What needs to be done:
Each entry shown below is to be reproduced exactly.

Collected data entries
BEGIN

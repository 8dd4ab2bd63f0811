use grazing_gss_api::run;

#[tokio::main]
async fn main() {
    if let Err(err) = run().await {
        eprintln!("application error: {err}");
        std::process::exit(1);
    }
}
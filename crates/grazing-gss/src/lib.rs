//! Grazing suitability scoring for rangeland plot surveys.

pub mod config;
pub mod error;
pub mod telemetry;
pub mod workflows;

END

Reply to the task:
repository 8dd4ab2bd63f0811
use grazing_gss_api::run;

#[tokio::main]
async fn main() {
    if let Err(err) = run().await {
        eprintln!("application error: {err}");
        std::process::exit(1);
    }
}
filename crates/grazing-gss/src/lib.rs
//! Grazing suitability scoring for rangeland plot surveys.

pub mod config;
pub mod error;
pub mod telemetry;
pub mod workflows;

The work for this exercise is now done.